Finally, your recent report suggests that the increases in Mr. Taylor’s base compensation and long-term stock compensation are excessive. However, a review of the report suggests your data analysis is incorrect. As noted on page 20 of the NGS 2014 Proxy Statement, the Compensation Committee adjusted Mr. Taylor’s 2014 base salary to $505,175 from $459,250 in 2013, an increase of 10%. Your claim of a 21.6% increase is based on an incorrect analysis of proxy data.

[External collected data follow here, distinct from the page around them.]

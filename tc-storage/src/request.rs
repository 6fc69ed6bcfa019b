//! Request and server descriptors handed to storages by the host.

/// The parts of an incoming request a storage cares about.
///
/// ```
/// use tc_storage::RequestParameters;
///
/// let request = RequestParameters::new("/unsafe/300x200/image.jpg")
///     .max_age(0)
///     .accepts_webp(true);
///
/// assert_eq!(request.url(), "/unsafe/300x200/image.jpg");
/// assert_eq!(request.max_age_hint(), Some(0));
/// ```
#[derive(Debug, Clone, Default, PartialEq, Eq)]
pub struct RequestParameters {
    url: String,
    max_age: Option<u64>,
    accepts_webp: bool,
}

impl RequestParameters {
    /// Creates parameters for the given request URL.
    pub fn new(url: impl Into<String>) -> Self {
        Self {
            url: url.into(),
            max_age: None,
            accepts_webp: false,
        }
    }

    /// Sets the cache-control max-age hint carried by the request.
    pub fn max_age(mut self, seconds: u64) -> Self {
        self.max_age = Some(seconds);
        self
    }

    /// Marks whether the client advertised WebP support.
    pub fn accepts_webp(mut self, accepts: bool) -> Self {
        self.accepts_webp = accepts;
        self
    }

    /// Request URL.
    pub fn url(&self) -> &str {
        &self.url
    }

    /// Max-age hint, if the request carried one.
    pub fn max_age_hint(&self) -> Option<u64> {
        self.max_age
    }

    /// Whether the client accepts WebP.
    pub fn webp_accepted(&self) -> bool {
        self.accepts_webp
    }
}

/// Process-wide server settings.
#[derive(Debug, Clone, Default, PartialEq, Eq)]
pub struct ServerParameters {
    security_key: Option<String>,
}

impl ServerParameters {
    /// Creates server parameters without a signing key.
    pub fn new() -> Self {
        Self::default()
    }

    /// Sets the process-wide URL signing key.
    pub fn security_key(mut self, key: impl Into<String>) -> Self {
        self.security_key = Some(key.into());
        self
    }

    /// The signing key, when one is configured and non-empty.
    pub fn signing_key(&self) -> Option<&str> {
        self.security_key.as_deref().filter(|key| !key.is_empty())
    }
}

#[cfg(test)]
mod tests {
    use pretty_assertions::assert_eq;

    use super::*;

    #[test]
    fn test_request_defaults() {
        let request = RequestParameters::new("/image.jpg");
        assert_eq!(request.max_age_hint(), None);
        assert!(!request.webp_accepted());
    }

    #[test]
    fn test_empty_security_key_is_absent() {
        assert_eq!(ServerParameters::new().security_key("").signing_key(), None);
        assert_eq!(ServerParameters::new().signing_key(), None);
        assert_eq!(
            ServerParameters::new().security_key("ACME-SEC").signing_key(),
            Some("ACME-SEC")
        );
    }
}
//! Tests against a real redis server.
//!
//! Run with `cargo test -p tc-redis --features integration-tests` (needs docker).
#![cfg(feature = "integration-tests")]

use std::time::Duration;

use bytes::Bytes;
use serde_json::json;
use tc_redis::{RedisConfig, RedisResultStorage, RedisStorage};
use tc_storage::{RequestParameters, ResultStorage, ServerParameters, Storage};
use testcontainers::{ContainerAsync, ImageExt, runners::AsyncRunner};
use testcontainers_modules::redis::Redis;

async fn redis() -> (ContainerAsync<Redis>, RedisConfig) {
    let container = Redis::default()
        .with_tag("7-alpine")
        .start()
        .await
        .expect("Failed to start Redis container");
    let host = container.get_host().await.unwrap().to_string();
    let port = container.get_host_port_ipv4(6379).await.unwrap();

    let config = RedisConfig {
        redis_storage_server_host: host.clone(),
        redis_storage_server_port: port,
        redis_result_storage_server_host: host,
        redis_result_storage_server_port: port,
        redis_result_storage_ignore_errors: false,
        redis_storage_ignore_errors: false,
        ..Default::default()
    };
    (container, config)
}

#[tokio::test]
async fn test_storage_round_trip() {
    let (_container, config) = redis().await;
    let config = RedisConfig {
        stores_crypto_key_for_each_image: true,
        ..config
    };
    let storage = RedisStorage::builder(&config)
        .server(ServerParameters::new().security_key("ACME-SEC"))
        .dedicated()
        .build()
        .unwrap();

    let path = "/images/image_2.jpg";
    assert!(!storage.exists(path).await.unwrap());

    storage.put(path, Bytes::from_static(b"image")).await.unwrap();
    storage.put_crypto(path).await.unwrap();
    storage
        .put_detector_data(path, &json!({"faces": 2}))
        .await
        .unwrap();

    assert!(storage.exists(path).await.unwrap());
    assert_eq!(
        storage.get(path).await.unwrap(),
        Some(Bytes::from_static(b"image"))
    );
    assert_eq!(
        storage.get_crypto(path).await.unwrap(),
        Some("ACME-SEC".to_owned())
    );
    assert_eq!(
        storage.get_detector_data(path).await.unwrap(),
        Some(json!({"faces": 2}))
    );

    storage.remove(path).await.unwrap();
    storage.remove(path).await.unwrap();
    assert!(!storage.exists(path).await.unwrap());
}

#[tokio::test]
async fn test_result_storage_expiry() {
    let (_container, config) = redis().await;
    let config = RedisConfig {
        result_storage_expiration_seconds: 2,
        ..config
    };
    let storage = RedisResultStorage::builder(&config, RequestParameters::new("/unsafe/img.png"))
        .dedicated()
        .build()
        .unwrap();

    assert_eq!(
        storage.put(Bytes::from_static(b"result")).await.unwrap(),
        Some("result:/unsafe/img.png".to_owned())
    );
    assert_eq!(
        storage.get().await.unwrap(),
        Some(Bytes::from_static(b"result"))
    );
    let updated = storage.last_updated().await.unwrap();
    assert!((chrono::Utc::now() - updated).num_seconds() <= 2);

    tokio::time::sleep(Duration::from_secs(3)).await;
    assert_eq!(storage.get().await.unwrap(), None);
}

#[tokio::test]
async fn test_unreachable_server_is_swallowed_by_default() {
    let config = RedisConfig {
        redis_storage_server_host: "127.0.0.1".to_owned(),
        redis_storage_server_port: 1,
        ..Default::default()
    };
    let storage = RedisStorage::builder(&config).dedicated().build().unwrap();

    assert!(!storage.exists("/x.jpg").await.unwrap());
    assert_eq!(storage.get("/x.jpg").await.unwrap(), None);
}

Moreover, your claim that the increase in Mr. Taylor’s long-term stock compensation is excessive is incomplete. You write, “[T]he company increased the number of restricted shares to the CEO from 49,420 in 2013 to 83,590 in 2014, a 69 percent increase.” (ISS Proxy Advisory Services, June 5, 2015, page 16). While correct, the economic value of the grant increased 17.3%, placing Mr. Taylor’s total compensation within the appropriate range of NGS peers.
 
While we appreciate the ISS concern regarding the relationship between pay and performance, we are concerned that such factors - while our compensation policies are unchanged from past years - have not been cited as reasons to oppose the Company’s compensation practices in years past. Combined with, as noted previously, the timing of your report which limits the Company’s ability to respond to your concerns and engage in constructive discussions about your misinterpretations of our policies, your erroneous analysis leaves us with little choice but to correct the ISS errors and inappropriate ratings and recommendations through formal, public proxy materials.

We believe the Compensation Committee has taken into account all relevant factors, used its best efforts to determine the correct balance between base and incentive pay and examined relevant performance metrics to connect long-term incentives to performance. Moreover, we have carefully examined peer group compensation practices and worked hard to continually incorporate best practices into NGS compensation programs and policies. That said, in the coming year, we will continue to review our policies and practices, including engaging our stakeholders in the process, in an attempt to incorporate evolving best practices for executive compensation.

The NGS Compensation Committee believes its compensation policy has created an environment which incentivizes our leadership team to create a high-performance organization which, in turn, provides industry-leading returns for our shareholders.


IV.
Conclusion


Based on the established fact set and misinterpretations by Institutional Shareholder Services, we believe a correction to your analysis of NGS’s Named Executive Compensation is warranted.

We request ISS immediately review its erroneous analysis and revise its opinion regarding the Advisory Vote to Ratify Named Executive Officers Compensation

In addition, the errors in the original analysis led to an erroneous “ISS Quick Score” which should also be recalculated and revised.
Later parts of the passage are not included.